HOMELIE POUR L’INSTALLATION DU PERE ARNAUD BONNASSIES

 CURE DE ND de SAINT-MANDE et DE SAINT LOUIS DE VINCENNES

(Dimanche 9 septembre 2018 – Notre-Dame de Saint-Mandé)

Chers amis,

Cher Arnaud,

Nous nous connaissons depuis peu et j’ai déjà perçu chez toi tes qualités relationnelles. En discutant avec toi j’ai aussi compris à la fois ton fort engagement au service de la Communauté du Chemin Neuf (en particulier dans l’organisation du festival des jeunes à Hautecombe) et ta mobilité qui t’a permis de circuler pas mal en France et en dehors de France. Toi qui es originaire de l’Essonne, tu sais combien la région parisienne est une terre contrastée concentrant populations, cultures et religions à un très haut niveau.

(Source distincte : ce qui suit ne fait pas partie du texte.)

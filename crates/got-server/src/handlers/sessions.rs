//! Session lifecycle and read-only view handlers.

use axum::extract::{Path, State};
use axum::Json;

use got_core::GraphPayload;

use crate::error::ApiError;
use crate::schema::sessions::{
    CreateSessionResponse, DeleteSessionResponse, OptionsResponse, SummaryResponse,
};
use crate::state::{parse_session_id, AppState};

/// `POST /sessions`
pub async fn create_session(
    State(state): State<AppState>,
) -> Result<Json<CreateSessionResponse>, ApiError> {
    let (id, session) = state.open_session();
    let session = session.lock().await;

    Ok(Json(CreateSessionResponse {
        session_id: id.0,
        options: session.get_options_for_dropdown(),
        graph: session.project_display(&state.style, &*state.portraits)?,
        summary: session.display_summary_table(),
    }))
}

/// `DELETE /sessions/{id}`
pub async fn delete_session(
    State(state): State<AppState>,
    Path(id): Path<String>,
) -> Result<Json<DeleteSessionResponse>, ApiError> {
    let id = parse_session_id(&id)?;
    if !state.sessions.remove(&id) {
        return Err(ApiError::NotFound(format!("session {} not found", id)));
    }
    tracing::info!(session = %id, active = state.sessions.len(), "session closed");

    Ok(Json(DeleteSessionResponse {
        success: true,
        session_id: id.0,
    }))
}

/// `GET /sessions/{id}/graph`
pub async fn get_graph(
    State(state): State<AppState>,
    Path(id): Path<String>,
) -> Result<Json<GraphPayload>, ApiError> {
    let (_, session) = state.session(&id)?;
    let session = session.lock().await;
    Ok(Json(session.project_display(&state.style, &*state.portraits)?))
}

/// `GET /sessions/{id}/summary`
pub async fn get_summary(
    State(state): State<AppState>,
    Path(id): Path<String>,
) -> Result<Json<SummaryResponse>, ApiError> {
    let (_, session) = state.session(&id)?;
    let session = session.lock().await;
    Ok(Json(SummaryResponse {
        rows: session.display_summary_table(),
    }))
}

/// `GET /sessions/{id}/options`
pub async fn get_options(
    State(state): State<AppState>,
    Path(id): Path<String>,
) -> Result<Json<OptionsResponse>, ApiError> {
    let (_, session) = state.session(&id)?;
    let session = session.lock().await;
    Ok(Json(OptionsResponse {
        options: session.get_options_for_dropdown(),
    }))
}
//! Relationship edges between characters.
//!
//! Edges are directed records keyed by `(from, to)`. The dataset lists each
//! relationship once, so `A -> B` and `B -> A` are distinct keys.

use serde::{Deserialize, Serialize};

use crate::id::NodeId;

/// A weighted relationship between two characters.
#[derive(Debug, Clone, PartialEq, Serialize, Deserialize)]
pub struct Edge {
    pub from: NodeId,
    pub to: NodeId,
    pub weight: f64,
}

/// Logical key of an edge: its ordered endpoint pair.
#[derive(Debug, Clone, PartialEq, Eq, Hash, PartialOrd, Ord, Serialize, Deserialize)]
pub struct EdgeKey {
    pub from: NodeId,
    pub to: NodeId,
}

impl Edge {
    pub fn new(from: impl Into<NodeId>, to: impl Into<NodeId>, weight: f64) -> Self {
        Edge {
            from: from.into(),
            to: to.into(),
            weight,
        }
    }

    pub fn key(&self) -> EdgeKey {
        EdgeKey {
            from: self.from.clone(),
            to: self.to.clone(),
        }
    }

    /// Returns `true` if either endpoint is `id`.
    pub fn touches(&self, id: &str) -> bool {
        self.from.as_str() == id || self.to.as_str() == id
    }

    /// Composite id used by renderers: `"{from}__{to}"`.
    pub fn composite_id(&self) -> String {
        format!("{}__{}", self.from, self.to)
    }
}
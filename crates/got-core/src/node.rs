//! Character nodes.

use serde::{Deserialize, Serialize};

use crate::id::NodeId;

/// A character in the network.
///
/// `gender` is kept as the raw categorical string from the dataset so that
/// any observed value can flow through filtering; the visual projection is
/// where an unknown value becomes an error.
#[derive(Debug, Clone, PartialEq, Serialize, Deserialize)]
pub struct Node {
    pub id: NodeId,
    pub gender: String,
    pub screentime: f64,
}

impl Node {
    pub fn new(id: impl Into<NodeId>, gender: impl Into<String>, screentime: f64) -> Self {
        Node {
            id: id.into(),
            gender: gender.into(),
            screentime,
        }
    }
}
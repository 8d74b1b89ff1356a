//! Dashboard session registry.
//!
//! Every browser tab gets its own [`GraphSession`], cloned from the shared
//! whole graph and addressed by a [`SessionId`]. Events for one session are
//! serialized by that session's mutex; different sessions never share state.

use std::sync::Arc;
use std::time::{Duration, Instant};

use dashmap::DashMap;
use got_core::GraphSession;
use serde::{Deserialize, Serialize};
use tokio::sync::Mutex;
use uuid::Uuid;

/// Unique dashboard session identifier (UUID v4 newtype).
#[derive(Debug, Clone, Copy, PartialEq, Eq, Hash, Serialize, Deserialize)]
pub struct SessionId(pub Uuid);

impl std::fmt::Display for SessionId {
    fn fmt(&self, f: &mut std::fmt::Formatter<'_>) -> std::fmt::Result {
        write!(f, "{}", self.0)
    }
}

/// A session's graph state plus bookkeeping.
struct SessionEntry {
    session: Arc<Mutex<GraphSession>>,
    last_active: Instant,
}

/// Registry of live dashboard sessions.
///
/// Backed by `DashMap` so handler tasks for different sessions never
/// contend on a global lock.
pub struct SessionRegistry {
    sessions: DashMap<SessionId, SessionEntry>,
}

impl SessionRegistry {
    /// Creates a new empty registry.
    pub fn new() -> Self {
        SessionRegistry {
            sessions: DashMap::new(),
        }
    }

    /// Stores `session` under a fresh id.
    pub fn create(&self, session: GraphSession) -> (SessionId, Arc<Mutex<GraphSession>>) {
        let id = SessionId(Uuid::new_v4());
        let session = Arc::new(Mutex::new(session));
        self.sessions.insert(
            id,
            SessionEntry {
                session: Arc::clone(&session),
                last_active: Instant::now(),
            },
        );
        (id, session)
    }

    /// Returns the session handle and marks it active.
    pub fn get(&self, id: &SessionId) -> Option<Arc<Mutex<GraphSession>>> {
        self.sessions.get_mut(id).map(|mut entry| {
            entry.last_active = Instant::now();
            Arc::clone(&entry.session)
        })
    }

    /// Drops a session. Returns `true` if it existed.
    pub fn remove(&self, id: &SessionId) -> bool {
        self.sessions.remove(id).is_some()
    }

    pub fn len(&self) -> usize {
        self.sessions.len()
    }

    pub fn is_empty(&self) -> bool {
        self.sessions.is_empty()
    }

    /// Removes sessions that have been idle longer than `timeout`.
    ///
    /// Returns the number of sessions removed.
    pub fn sweep_inactive(&self, timeout: Duration) -> usize {
        let now = Instant::now();
        let mut removed = 0;
        self.sessions.retain(|_, entry| {
            let active = now.duration_since(entry.last_active) < timeout;
            if !active {
                removed += 1;
            }
            active
        });
        removed
    }

    /// Spawns a background task that sweeps idle sessions every `interval`.
    ///
    /// Must be called from within a tokio runtime.
    pub fn start_inactivity_sweep(self: &Arc<Self>, interval: Duration, timeout: Duration) {
        let registry = Arc::clone(self);
        tokio::spawn(async move {
            let mut tick = tokio::time::interval(interval);
            loop {
                tick.tick().await;
                let removed = registry.sweep_inactive(timeout);
                if removed > 0 {
                    tracing::info!(removed, remaining = registry.len(), "swept idle sessions");
                }
            }
        });
    }
}

impl Default for SessionRegistry {
    fn default() -> Self {
        Self::new()
    }
}

#[cfg(test)]
mod tests {
    use super::*;
    use got_core::GraphSnapshot;

    #[test]
    fn create_get_remove() {
        let registry = SessionRegistry::new();
        let (id, _) = registry.create(GraphSession::new(GraphSnapshot::empty()));
        assert!(registry.get(&id).is_some());
        assert_eq!(registry.len(), 1);

        assert!(registry.remove(&id));
        assert!(!registry.remove(&id));
        assert!(registry.get(&id).is_none());
    }

    #[test]
    fn sessions_are_independent() {
        let registry = SessionRegistry::new();
        let (a, _) = registry.create(GraphSession::new(GraphSnapshot::empty()));
        let (b, _) = registry.create(GraphSession::new(GraphSnapshot::empty()));
        assert_ne!(a, b);
        let a_handle = registry.get(&a).unwrap();
        let b_handle = registry.get(&b).unwrap();
        assert!(!Arc::ptr_eq(&a_handle, &b_handle));
    }

    #[test]
    fn sweep_removes_idle_sessions() {
        let registry = SessionRegistry::new();
        registry.create(GraphSession::new(GraphSnapshot::empty()));
        assert_eq!(registry.sweep_inactive(Duration::from_secs(3600)), 0);
        assert_eq!(registry.sweep_inactive(Duration::ZERO), 1);
        assert!(registry.is_empty());
    }
}
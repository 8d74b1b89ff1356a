//! Schema types for the event endpoint.
//!
//! The request body is a [`DashboardEvent`](crate::dispatch::DashboardEvent)
//! tagged by its `type` field.

use got_core::{GraphPayload, SummaryRow};
use serde::Serialize;

/// State of the dashboard after an event was applied.
#[derive(Debug, Clone, Serialize)]
pub struct EventResponse {
    pub graph: GraphPayload,
    pub summary: Vec<SummaryRow>,
    /// Page the client should open, for wiki events.
    #[serde(skip_serializing_if = "Option::is_none")]
    pub open_url: Option<String>,
}
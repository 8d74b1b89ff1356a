//! SQLite implementation of [`DatasetSource`].
//!
//! [`SqliteDataset`] keeps the node and edge tables in a SQLite database with
//! automatic schema migrations. [`SqliteDataset::save`] replaces both tables
//! in a single transaction.

use rusqlite::{params, Connection};

use got_core::{Edge, Node, NodeId};

use crate::error::DataError;
use crate::traits::DatasetSource;
use crate::validate::validate_tables;

/// SQLite-backed dataset.
pub struct SqliteDataset {
    conn: Connection,
}

impl SqliteDataset {
    /// Opens (or creates) a SQLite database at `path`.
    pub fn open(path: &str) -> Result<Self, DataError> {
        let conn = crate::schema::open_database(path)?;
        Ok(SqliteDataset { conn })
    }

    /// Opens an in-memory SQLite database (for testing).
    pub fn in_memory() -> Result<Self, DataError> {
        let conn = crate::schema::open_in_memory()?;
        Ok(SqliteDataset { conn })
    }

    /// Replaces the stored dataset with `nodes` and `edges`.
    ///
    /// Rows are validated first; exact duplicates are stored once.
    pub fn save(&mut self, nodes: &[Node], edges: &[Edge]) -> Result<(), DataError> {
        validate_tables(nodes, edges)?;

        let tx = self.conn.transaction()?;
        tx.execute("DELETE FROM edges", [])?;
        tx.execute("DELETE FROM nodes", [])?;
        {
            let mut insert_node = tx.prepare(
                "INSERT OR IGNORE INTO nodes (id, gender, screentime) VALUES (?1, ?2, ?3)",
            )?;
            for node in nodes {
                insert_node.execute(params![node.id.as_str(), node.gender, node.screentime])?;
            }

            // Repeated (from, to) pairs are exact duplicates after validation.
            let mut insert_edge = tx.prepare(
                "INSERT OR IGNORE INTO edges (source, target, weight) VALUES (?1, ?2, ?3)",
            )?;
            for edge in edges {
                insert_edge.execute(params![edge.from.as_str(), edge.to.as_str(), edge.weight])?;
            }
        }
        tx.commit()?;

        tracing::info!(
            nodes = nodes.len(),
            edges = edges.len(),
            "dataset saved to sqlite"
        );
        Ok(())
    }
}

impl DatasetSource for SqliteDataset {
    fn load_tables(&self) -> Result<(Vec<Node>, Vec<Edge>), DataError> {
        let mut stmt = self
            .conn
            .prepare("SELECT id, gender, screentime FROM nodes ORDER BY rowid")?;
        let nodes = stmt
            .query_map([], |row| {
                Ok(Node {
                    id: NodeId(row.get(0)?),
                    gender: row.get(1)?,
                    screentime: row.get(2)?,
                })
            })?
            .collect::<Result<Vec<_>, _>>()?;

        let mut stmt = self
            .conn
            .prepare("SELECT source, target, weight FROM edges ORDER BY rowid")?;
        let edges = stmt
            .query_map([], |row| {
                Ok(Edge {
                    from: NodeId(row.get(0)?),
                    to: NodeId(row.get(1)?),
                    weight: row.get(2)?,
                })
            })?
            .collect::<Result<Vec<_>, _>>()?;

        Ok((nodes, edges))
    }
}
//! Visual projection of a snapshot into a renderer payload.
//!
//! Sizes are scaled against the bounds passed in, normally those of the
//! whole dataset, so that a character keeps the same size whichever subgraph
//! is on screen.

use std::path::PathBuf;

use indexmap::IndexMap;
use serde::{Deserialize, Serialize};

use crate::error::CoreError;
use crate::id::NodeId;
use crate::scale::{GraphBounds, SizeRange, EDGE_WIDTH_RANGE, NODE_SIZE_RANGE};
use crate::snapshot::GraphSnapshot;

/// Placeholder shown for characters without a portrait.
pub const DEFAULT_FALLBACK_IMAGE: &str = "https://e7.pngegg.com/pngimages/549/612/png-clipart-three-headed-dragon-illustration-daenerys-targaryen-tyrion-lannister-sansa-stark-house-targaryen-house-stark-throne-miscellaneous-dragon-thumbnail.png";

const NODE_SHAPE: &str = "circularImage";

/// Renderer-independent styling parameters.
#[derive(Debug, Clone, PartialEq, Serialize, Deserialize)]
#[serde(default)]
pub struct VisualStyle {
    pub node_size: SizeRange,
    pub edge_width: SizeRange,
    pub border_width: u32,
    /// Node color per gender. Must cover every gender that is projected.
    pub colors: IndexMap<String, String>,
    pub fallback_image: String,
}

impl Default for VisualStyle {
    fn default() -> Self {
        let mut colors = IndexMap::new();
        colors.insert("male".to_string(), "#FCFEF0".to_string());
        colors.insert("female".to_string(), "#B9540C".to_string());
        VisualStyle {
            node_size: NODE_SIZE_RANGE,
            edge_width: EDGE_WIDTH_RANGE,
            border_width: 10,
            colors,
            fallback_image: DEFAULT_FALLBACK_IMAGE.to_string(),
        }
    }
}

/// Resolves a character id to a portrait reference.
pub trait PortraitSource {
    /// Returns the portrait reference for `id`, or `None` to use the fallback.
    fn portrait_for(&self, id: &NodeId) -> Option<String>;
}

/// Portraits stored as `<dir>/<id>.png`.
#[derive(Debug, Clone)]
pub struct PortraitDir {
    dir: PathBuf,
}

impl PortraitDir {
    pub fn new(dir: impl Into<PathBuf>) -> Self {
        PortraitDir { dir: dir.into() }
    }
}

impl PortraitSource for PortraitDir {
    fn portrait_for(&self, id: &NodeId) -> Option<String> {
        let path = self.dir.join(format!("{id}.png"));
        path.exists().then(|| path.to_string_lossy().into_owned())
    }
}

/// Always falls back to the placeholder image.
#[derive(Debug, Clone, Copy, Default)]
pub struct NoPortraits;

impl PortraitSource for NoPortraits {
    fn portrait_for(&self, _id: &NodeId) -> Option<String> {
        None
    }
}

/// A projected character.
#[derive(Debug, Clone, PartialEq, Serialize)]
#[serde(rename_all = "camelCase")]
pub struct NodePayload {
    pub id: String,
    pub label: Option<String>,
    pub image: String,
    pub shape: String,
    pub border_width: u32,
    pub size: f64,
    pub color: String,
    /// Hover tooltip.
    pub title: String,
}

/// A projected relationship.
#[derive(Debug, Clone, PartialEq, Serialize)]
pub struct EdgePayload {
    pub id: String,
    pub from: String,
    pub to: String,
    pub width: f64,
}

/// Everything the renderer needs for one frame.
#[derive(Debug, Clone, PartialEq, Default, Serialize)]
pub struct GraphPayload {
    pub nodes: Vec<NodePayload>,
    pub edges: Vec<EdgePayload>,
}

impl GraphPayload {
    pub fn is_empty(&self) -> bool {
        self.nodes.is_empty() && self.edges.is_empty()
    }
}

/// Projects `snapshot` using `bounds` as the scaling domain.
///
/// Fails if a node's gender has no color in `style`.
pub fn project(
    snapshot: &GraphSnapshot,
    bounds: &GraphBounds,
    style: &VisualStyle,
    portraits: &dyn PortraitSource,
) -> Result<GraphPayload, CoreError> {
    let nodes = snapshot
        .nodes()
        .iter()
        .map(|node| {
            let color = style
                .colors
                .get(&node.gender)
                .ok_or_else(|| CoreError::UnmappedGender {
                    gender: node.gender.clone(),
                })?;
            Ok(NodePayload {
                id: node.id.to_string(),
                label: None,
                image: portraits
                    .portrait_for(&node.id)
                    .unwrap_or_else(|| style.fallback_image.clone()),
                shape: NODE_SHAPE.to_string(),
                border_width: style.border_width,
                size: bounds.screentime.scale(node.screentime, style.node_size),
                color: color.clone(),
                title: format!(
                    "Name: {} <br> Gender: {} <br> Screentime: {}",
                    node.id.display_name(),
                    node.gender,
                    node.screentime
                ),
            })
        })
        .collect::<Result<Vec<_>, CoreError>>()?;

    let edges = snapshot
        .edges()
        .iter()
        .map(|edge| EdgePayload {
            id: edge.composite_id(),
            from: edge.from.to_string(),
            to: edge.to.to_string(),
            width: bounds.edge_weight.scale(edge.weight, style.edge_width),
        })
        .collect();

    Ok(GraphPayload { nodes, edges })
}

Ici, à Saint-Mandé comme à Vincennes –j’en profite pour  saluer les élus qui nous font la joie d’être présents à cette célébration d’installation du nouveau curé de ND de Saint-Mandé et de Saint Louis de Vincennes- tu te trouves à la périphérie de Paris si proche. La périphérie si chère à notre pape François qui la loue et qui entraîne l’Eglise à se mettre à son service. Il parle d’ailleurs plutôt de périphéries au pluriel : périphéries sociales, existentielles et sans doute aussi spirituelles (cf. Discours du Cardinal Bergoglio durant le conclave, Homélie de la messe chrismale à Rome en 2013…).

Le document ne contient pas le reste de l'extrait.